51. Ma c’è ancora un altro avvenimento preciso che attira il mio sguardo e suscita la mia commossa meditazione: «Dopo aver ricevuto l’aceto, Gesù disse: ‘Tutto è compiuto!’. E, chinato il capo, rese lo spirito» (Gv 19, 30). E il soldato romano «gli colpì il costato con la lancia e subito ne uscì sangue e acqua» (Gv 19, 34).

Tutto ormai è giunto al suo pieno compimento. Il «rendere lo spirito» descrive la morte di Gesù, simile a quella di ogni altro essere umano, ma sembra alludere anche al «dono dello Spirito», col quale Egli ci riscatta dalla morte e ci apre a una vita nuova.

È la vita stessa di Dio che viene partecipata all’uomo. È la vita che, mediante i sacramenti della Chiesa — di cui il sangue e l’acqua sgorgati dal fianco di Cristo sono simbolo — viene continuamente comunicata ai figli di Dio, costituiti così come popolo della Nuova Alleanza. Dalla Croce, fonte di vita, nasce e si diffonde il «popolo della vita».

La contemplazione della Croce ci porta così alle radici più profonde di quanto è accaduto. Gesù, che entrando nel mondo aveva detto: «Ecco, io vengo per fare, o Dio, la tua volontà» (cf.Eb 10, 9), si rese in tutto obbediente al Padre e, avendo «amato i suoi che erano nel mondo, li amò sino alla fine» (Gv 13, 1), donando tutto se stesso per loro.

Lui, che non era «venuto per essere servito, ma per servire e dare la propria vita in riscatto per molti» (Mc 10, 45), raggiunge sulla Croce il vertice dell’amore. «Nessuno ha un amore più grande di questo: dare la vita per i propri amici» (Gv 15, 13).
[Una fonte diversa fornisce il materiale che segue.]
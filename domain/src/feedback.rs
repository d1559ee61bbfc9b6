//! Maps a similarity percentage to a qualitative, localized message.

use serde::Serialize;

use crate::LanguageTag;

/// Quality tier for a reading attempt. Thresholds are inclusive lower
/// bounds and identical for every language.
#[derive(Debug, Clone, Copy, PartialEq, Eq, Serialize)]
#[serde(rename_all = "kebab-case")]
pub enum FeedbackTier {
    Excellent,
    Good,
    Acceptable,
    NeedsPractice,
}

impl FeedbackTier {
    /// Percentages outside [0, 100] are not clamped; the open-ended
    /// comparisons below still bucket them (above 100 is excellent,
    /// below 0 needs practice).
    pub fn for_percentage(percentage: f64) -> Self {
        if percentage >= 90.0 {
            FeedbackTier::Excellent
        } else if percentage >= 70.0 {
            FeedbackTier::Good
        } else if percentage >= 50.0 {
            FeedbackTier::Acceptable
        } else {
            FeedbackTier::NeedsPractice
        }
    }
}

#[derive(Debug, Clone, Serialize)]
pub struct FeedbackMessage {
    pub tier: FeedbackTier,
    pub text: String,
}

/// Builds the learner-facing message for a similarity percentage, with
/// the percentage embedded at two decimal places.
pub fn classify(percentage: f64, language: LanguageTag) -> FeedbackMessage {
    let tier = FeedbackTier::for_percentage(percentage);
    let text = match (language, tier) {
        (LanguageTag::Fr, FeedbackTier::Excellent) => {
            format!("🌟 Excellente lecture ! 👏 ({percentage:.2}%)")
        }
        (LanguageTag::Fr, FeedbackTier::Good) => {
            format!("👍 Bonne lecture, attention à quelques erreurs. ({percentage:.2}%)")
        }
        (LanguageTag::Fr, FeedbackTier::Acceptable) => {
            format!("🙂 Lecture passable, tu peux mieux faire. ({percentage:.2}%)")
        }
        (LanguageTag::Fr, FeedbackTier::NeedsPractice) => {
            format!("🛠️ Lecture difficile, un peu de pratique aidera ! ({percentage:.2}%)")
        }
        (LanguageTag::Ar, FeedbackTier::Excellent) => {
            format!("🌟 قراءة ممتازة! 👏 ({percentage:.2}%)")
        }
        (LanguageTag::Ar, FeedbackTier::Good) => {
            format!("👍 قراءة جيدة، لكن بها بعض الأخطاء. ({percentage:.2}%)")
        }
        (LanguageTag::Ar, FeedbackTier::Acceptable) => {
            format!("🙂 قراءة مقبولة، لكن تحتاج إلى تحسين. ({percentage:.2}%)")
        }
        (LanguageTag::Ar, FeedbackTier::NeedsPractice) => {
            format!("🛠️ قراءة صعبة. تدرب أكثر لتحسن مستواك! ({percentage:.2}%)")
        }
    };
    FeedbackMessage { tier, text }
}
use serde::{Deserialize, Serialize};
use validator::Validate;

use lectio_domain::DiffEntry;

fn default_language() -> String {
    "ar".to_string()
}

#[derive(Debug, Clone, Deserialize, Validate)]
pub struct EvaluateReadingRequest {
    /// Sentence the learner was asked to read aloud.
    #[validate(length(min = 1))]
    pub target_text: String,
    #[validate(length(min = 1))]
    pub samples: Vec<f32>,
    #[validate(range(min = 8_000, max = 192_000))]
    pub sample_rate_hz: Option<u32>,
    #[serde(default = "default_language")]
    #[validate(length(min = 1, max = 16))]
    pub language: String,
    #[validate(length(min = 1, max = 64))]
    pub session_id: Option<String>,
    /// Overrides the per-language default (Arabic strips, French keeps).
    pub strip_diacritics: Option<bool>,
}

#[derive(Debug, Clone, Serialize)]
pub struct EvaluateReadingResponse {
    pub session_id: String,
    pub transcription: String,
    /// Rounded to two decimals at this boundary.
    pub similarity_percentage: f64,
    pub feedback: String,
    pub common_word_count: usize,
    pub missing_word_count: usize,
    pub extra_word_count: usize,
    pub diff: Vec<DiffEntry>,
}
//! sea-orm entity for one persisted evaluation attempt.

use sea_orm::entity::prelude::*;

#[derive(Clone, Debug, PartialEq, DeriveEntityModel)]
#[sea_orm(table_name = "attempt")]
pub struct Model {
    #[sea_orm(primary_key)]
    pub id: i32,
    pub language: String,
    pub audio_ref: String,
    pub similarity: f64,
    pub feedback: String,
    pub created_at: DateTimeUtc,
}

#[derive(Copy, Clone, Debug, EnumIter, DeriveRelation)]
pub enum Relation {}

impl ActiveModelBehavior for ActiveModel {}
Ed egli è morto per noi mentre eravamo ancora peccatori (cf. Rm 5, 8).

In tal modo egli proclama che la vita raggiunge il suo centro, il suo senso e la sua pienezza quando viene donata.
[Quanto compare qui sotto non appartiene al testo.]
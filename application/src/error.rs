use lectio_domain::DomainError;
use thiserror::Error;

#[derive(Debug, Error)]
pub enum ApplicationError {
    #[error("Domain error: {0}")]
    Domain(#[from] DomainError),

    #[error("Validation error: {0}")]
    Validation(String),

    #[error("Internal error: {0}")]
    Internal(String),
}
La meditazione a questo punto si fa lode e ringraziamento e, nello stesso tempo, ci sollecita a imitare Gesù e a seguirne le orme (cf. 1 Pt 2, 21).

Anche noi siamo chiamati a dare la nostra vita per i fratelli realizzando così in pienezza di verità il senso e il destino della nostra esistenza.
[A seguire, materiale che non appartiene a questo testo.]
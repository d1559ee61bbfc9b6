//! Assembles one comparison into an immutable report.

use serde::Serialize;

use crate::text::diff::{diff_tokens, DiffEntry};
use crate::text::normalize::normalize;
use crate::text::similarity::similarity;

/// Result of comparing one transcription against its reference text.
/// Built once per evaluation, never mutated afterwards.
#[derive(Debug, Clone, Serialize)]
pub struct ComparisonReport {
    pub reference_text: String,
    pub normalized_reference: String,
    pub transcription: String,
    pub normalized_transcription: String,
    /// Unrounded; callers round for presentation.
    pub similarity_percentage: f64,
    pub common_count: usize,
    pub missing_count: usize,
    pub extra_count: usize,
    pub entries: Vec<DiffEntry>,
}

impl ComparisonReport {
    pub fn build(reference: &str, transcription: &str, strip_diacritics: bool) -> Self {
        let normalized_reference = normalize(reference, strip_diacritics);
        let normalized_transcription = normalize(transcription, strip_diacritics);

        let similarity_percentage = similarity(&normalized_reference, &normalized_transcription);
        let entries = diff_tokens(&normalized_reference, &normalized_transcription);

        let common_count = entries
            .iter()
            .filter(|e| matches!(e, DiffEntry::Common(_)))
            .count();
        let missing_count = entries
            .iter()
            .filter(|e| matches!(e, DiffEntry::Missing(_)))
            .count();
        let extra_count = entries
            .iter()
            .filter(|e| matches!(e, DiffEntry::Extra(_)))
            .count();

        Self {
            reference_text: reference.to_string(),
            normalized_reference,
            transcription: transcription.to_string(),
            normalized_transcription,
            similarity_percentage,
            common_count,
            missing_count,
            extra_count,
            entries,
        }
    }
}

#[cfg(test)]
mod tests {
    use super::*;

    #[test]
    fn perfect_reading() {
        let report = ComparisonReport::build("محمود والد زيد", "محمود والد زيد", true);
        assert_eq!(report.similarity_percentage, 100.0);
        assert_eq!(report.common_count, 3);
        assert_eq!(report.missing_count, 0);
        assert_eq!(report.extra_count, 0);
    }

    #[test]
    fn truncated_reading() {
        let report = ComparisonReport::build("محمود والد زيد وهو يعمل", "محمود والد", true);
        assert_eq!(report.common_count, 2);
        assert_eq!(report.missing_count, 3);
        assert_eq!(report.extra_count, 0);
        assert!(report.similarity_percentage > 0.0);
        assert!(report.similarity_percentage < 100.0);
    }

    #[test]
    fn normalizes_before_comparing() {
        let report = ComparisonReport::build("\"hello   world\\n\"", "hello world", false);
        assert_eq!(report.normalized_reference, "hello world");
        assert_eq!(report.similarity_percentage, 100.0);
    }

    #[test]
    fn diacritics_do_not_count_against_the_learner() {
        let report = ComparisonReport::build("مَحمود", "محمود", true);
        assert_eq!(report.similarity_percentage, 100.0);
        assert_eq!(report.common_count, 1);
    }

    #[test]
    fn count_conservation_holds() {
        let report = ComparisonReport::build("a b c d", "b c x", false);
        let reference_tokens = report.normalized_reference.split_whitespace().count();
        let transcription_tokens = report
            .normalized_transcription
            .split_whitespace()
            .count();
        assert_eq!(report.common_count + report.missing_count, reference_tokens);
        assert_eq!(report.common_count + report.extra_count, transcription_tokens);
    }
}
Lo potremo fare perché Tu, o Signore, ci hai donato l’esempio e ci hai comunicato la forza del tuo Spirito. Lo potremo fare se ogni giorno, con Te e come Te, saremo obbedienti al Padre e faremo la sua volontà.

Concedici, perciò, di ascoltare con cuore docile e generoso ogni parola che esce dalla bocca di Dio: impareremo così non solo a «non uccidere» la vita dell’uomo, ma a venerarla, amarla e promuoverla.